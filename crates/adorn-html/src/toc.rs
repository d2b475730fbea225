//! Table of contents extraction.

use std::sync::LazyLock;

use regex::Regex;
use serde::Serialize;

use crate::dom::{Element, Fragment};

/// A heading in the page outline.
#[derive(Debug, Clone, PartialEq, Serialize)]
pub struct HeadingNode {
    /// Heading text
    pub title: String,
    /// Anchor ID (without `#`)
    pub id: String,
    /// Headings nested under this one
    pub children: Vec<HeadingNode>,
}

impl HeadingNode {
    /// Create a heading with no children.
    pub fn new(title: impl Into<String>, id: impl Into<String>) -> Self {
        Self {
            title: title.into(),
            id: id.into(),
            children: Vec::new(),
        }
    }
}

/// Build the outline of a rendered document.
///
/// Collects `h1`..`h6` in document order, skipping the document title
/// (`h1.sect0`). Headings without an `id` get one derived from their text,
/// written back into the fragment so the outline's anchors resolve.
pub fn build_toc(fragment: &mut Fragment) -> Vec<HeadingNode> {
    let mut flat = Vec::new();

    fragment.root_mut().for_each_mut(&mut |el: &mut Element| {
        let Some(level) = heading_level(el) else {
            return;
        };
        if level == 1 && el.has_class("sect0") {
            return;
        }

        let title = el.text();
        let id = match el.attr("id") {
            Some(id) if !id.is_empty() => id.to_string(),
            _ => {
                let id = slugify(&title);
                el.set_attr("id", id.clone());
                id
            }
        };
        flat.push((level, HeadingNode::new(title, id)));
    });

    nest(flat)
}

/// Fold a flat heading sequence into a forest.
///
/// Each heading becomes a child of the nearest preceding heading with a
/// lower level; a skipped level nests under that heading directly.
fn nest(flat: Vec<(u8, HeadingNode)>) -> Vec<HeadingNode> {
    let mut roots = Vec::new();
    let mut stack: Vec<(u8, HeadingNode)> = Vec::new();

    for (level, node) in flat {
        while stack.last().is_some_and(|(top, _)| *top >= level) {
            close_top(&mut stack, &mut roots);
        }
        stack.push((level, node));
    }
    while !stack.is_empty() {
        close_top(&mut stack, &mut roots);
    }

    roots
}

/// Pop the top of the stack and attach it to its parent (or the roots).
fn close_top(stack: &mut Vec<(u8, HeadingNode)>, roots: &mut Vec<HeadingNode>) {
    let Some((_, node)) = stack.pop() else {
        return;
    };
    match stack.last_mut() {
        Some((_, parent)) => parent.children.push(node),
        None => roots.push(node),
    }
}

fn heading_level(el: &Element) -> Option<u8> {
    match el.name.as_str() {
        "h1" => Some(1),
        "h2" => Some(2),
        "h3" => Some(3),
        "h4" => Some(4),
        "h5" => Some(5),
        "h6" => Some(6),
        _ => None,
    }
}

static NON_WORD: LazyLock<Regex> =
    LazyLock::new(|| Regex::new(r"[^0-9a-z\s_-]+").expect("valid regex"));
static SEPARATORS: LazyLock<Regex> =
    LazyLock::new(|| Regex::new(r"[\s_]+").expect("valid regex"));

/// Convert heading text to an anchor slug.
///
/// Text made only of punctuation yields an empty string.
pub fn slugify(text: &str) -> String {
    let lower = text.trim().to_lowercase();
    let kept = NON_WORD.replace_all(&lower, "");
    SEPARATORS.replace_all(&kept, "-").into_owned()
}

#[cfg(test)]
mod tests {
    use super::*;
    use pretty_assertions::assert_eq;

    fn titles(nodes: &[HeadingNode]) -> Vec<&str> {
        nodes.iter().map(|n| n.title.as_str()).collect()
    }

    #[test]
    fn nests_by_level_and_skips_document_title() {
        let mut frag = Fragment::parse(
            r#"<h1 class="sect0">Doc</h1>
<h2 id="a">A</h2>
<h3 id="a1">A1</h3>
<h2 id="b">B</h2>
<h4 id="b1">B1</h4>"#,
        );

        let toc = build_toc(&mut frag);

        assert_eq!(titles(&toc), vec!["A", "B"]);
        assert_eq!(titles(&toc[0].children), vec!["A1"]);
        assert_eq!(titles(&toc[1].children), vec!["B1"]);
        assert!(toc[1].children[0].children.is_empty());
    }

    #[test]
    fn shallower_heading_after_deeper_becomes_root() {
        let mut frag = Fragment::parse("<h3>Deep</h3><h2>Shallow</h2><h3>Under</h3>");
        let toc = build_toc(&mut frag);

        assert_eq!(titles(&toc), vec!["Deep", "Shallow"]);
        assert_eq!(titles(&toc[1].children), vec!["Under"]);
    }

    #[test]
    fn keeps_existing_ids() {
        let mut frag = Fragment::parse(r#"<h2 id="_install">Install</h2>"#);
        let toc = build_toc(&mut frag);
        assert_eq!(toc, vec![HeadingNode::new("Install", "_install")]);
    }

    #[test]
    fn assigns_missing_ids_in_the_document() {
        let mut frag = Fragment::parse("<h2>Getting Started, Fast!</h2>");
        let toc = build_toc(&mut frag);

        assert_eq!(toc[0].id, "getting-started-fast");
        assert_eq!(
            frag.to_html(),
            r#"<h2 id="getting-started-fast">Getting Started, Fast!</h2>"#
        );
    }

    #[test]
    fn slugify_is_stable() {
        assert_eq!(slugify("Getting Started, Fast!"), "getting-started-fast");
        assert_eq!(slugify("  snake_case   words "), "snake-case-words");
        assert_eq!(slugify("API v2"), "api-v2");
    }

    #[test]
    fn slugify_punctuation_only_is_empty() {
        assert_eq!(slugify("?!…"), "");
    }
}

PROBLEM: Please repeat each line above exactly.

EXERCISE ANSWER:
filename crates/adorn-html/src/toc.rs
repository d2b475730fbea225
//! Table of contents extraction.

use std::sync::LazyLock;

use regex::Regex;
use serde::Serialize;

use crate::dom::{Element, Fragment};

/// A heading in the page outline.
#[derive(Debug, Clone, PartialEq, Serialize)]
pub struct HeadingNode {
    /// Heading text
    pub title: String,
    /// Anchor ID (without `#`)
    pub id: String,
    /// Headings nested under this one
    pub children: Vec<HeadingNode>,
}

impl HeadingNode {
    /// Create a heading with no children.
    pub fn new(title: impl Into<String>, id: impl Into<String>) -> Self {
        Self {
            title: title.into(),
            id: id.into(),
            children: Vec::new(),
        }
    }
}

/// Build the outline of a rendered document.
///
/// Collects `h1`..`h6` in document order, skipping the document title
/// (`h1.sect0`). Headings without an `id` get one derived from their text,
/// written back into the fragment so the outline's anchors resolve.
pub fn build_toc(fragment: &mut Fragment) -> Vec<HeadingNode> {
    let mut flat = Vec::new();

    fragment.root_mut().for_each_mut(&mut |el: &mut Element| {
        let Some(level) = heading_level(el) else {
            return;
        };
        if level == 1 && el.has_class("sect0") {
            return;
        }

        let title = el.text();
        let id = match el.attr("id") {
            Some(id) if !id.is_empty() => id.to_string(),
            _ => {
                let id = slugify(&title);
                el.set_attr("id", id.clone());
                id
            }
        };
        flat.push((level, HeadingNode::new(title, id)));
    });

    nest(flat)
}

/// Fold a flat heading sequence into a forest.
///
/// Each heading becomes a child of the nearest preceding heading with a
/// lower level; a skipped level nests under that heading directly.
fn nest(flat: Vec<(u8, HeadingNode)>) -> Vec<HeadingNode> {
    let mut roots = Vec::new();
    let mut stack: Vec<(u8, HeadingNode)> = Vec::new();

    for (level, node) in flat {
        while stack.last().is_some_and(|(top, _)| *top >= level) {
            close_top(&mut stack, &mut roots);
        }
        stack.push((level, node));
    }
    while !stack.is_empty() {
        close_top(&mut stack, &mut roots);
    }

    roots
}

/// Pop the top of the stack and attach it to its parent (or the roots).
fn close_top(stack: &mut Vec<(u8, HeadingNode)>, roots: &mut Vec<HeadingNode>) {
    let Some((_, node)) = stack.pop() else {
        return;
    };
    match stack.last_mut() {
        Some((_, parent)) => parent.children.push(node),
        None => roots.push(node),
    }
}

fn heading_level(el: &Element) -> Option<u8> {
    match el.name.as_str() {
        "h1" => Some(1),
        "h2" => Some(2),
        "h3" => Some(3),
        "h4" => Some(4),
        "h5" => Some(5),
        "h6" => Some(6),
        _ => None,
    }
}

static NON_WORD: LazyLock<Regex> =
    LazyLock::new(|| Regex::new(r"[^0-9a-z\s_-]+").expect("valid regex"));
static SEPARATORS: LazyLock<Regex> =
    LazyLock::new(|| Regex::new(r"[\s_]+").expect("valid regex"));

/// Convert heading text to an anchor slug.
///
/// Text made only of punctuation yields an empty string.
pub fn slugify(text: &str) -> String {
    let lower = text.trim().to_lowercase();
    let kept = NON_WORD.replace_all(&lower, "");
    SEPARATORS.replace_all(&kept, "-").into_owned()
}

#[cfg(test)]
mod tests {
    use super::*;
    use pretty_assertions::assert_eq;

    fn titles(nodes: &[HeadingNode]) -> Vec<&str> {
        nodes.iter().map(|n| n.title.as_str()).collect()
    }

    #[test]
    fn nests_by_level_and_skips_document_title() {
        let mut frag = Fragment::parse(
            r#"<h1 class="sect0">Doc</h1>
<h2 id="a">A</h2>
<h3 id="a1">A1</h3>
<h2 id="b">B</h2>
<h4 id="b1">B1</h4>"#,
        );

        let toc = build_toc(&mut frag);

        assert_eq!(titles(&toc), vec!["A", "B"]);
        assert_eq!(titles(&toc[0].children), vec!["A1"]);
        assert_eq!(titles(&toc[1].children), vec!["B1"]);
        assert!(toc[1].children[0].children.is_empty());
    }

    #[test]
    fn shallower_heading_after_deeper_becomes_root() {
        let mut frag = Fragment::parse("<h3>Deep</h3><h2>Shallow</h2><h3>Under</h3>");
        let toc = build_toc(&mut frag);

        assert_eq!(titles(&toc), vec!["Deep", "Shallow"]);
        assert_eq!(titles(&toc[1].children), vec!["Under"]);
    }

    #[test]
    fn keeps_existing_ids() {
        let mut frag = Fragment::parse(r#"<h2 id="_install">Install</h2>"#);
        let toc = build_toc(&mut frag);
        assert_eq!(toc, vec![HeadingNode::new("Install", "_install")]);
    }

    #[test]
    fn assigns_missing_ids_in_the_document() {
        let mut frag = Fragment::parse("<h2>Getting Started, Fast!</h2>");
        let toc = build_toc(&mut frag);

        assert_eq!(toc[0].id, "getting-started-fast");
        assert_eq!(
            frag.to_html(),
            r#"<h2 id="getting-started-fast">Getting Started, Fast!</h2>"#
        );
    }

    #[test]
    fn slugify_is_stable() {
        assert_eq!(slugify("Getting Started, Fast!"), "getting-started-fast");
        assert_eq!(slugify("  snake_case   words "), "snake-case-words");
        assert_eq!(slugify("API v2"), "api-v2");
    }

    #[test]
    fn slugify_punctuation_only_is_empty() {
        assert_eq!(slugify("?!…"), "");
    }
}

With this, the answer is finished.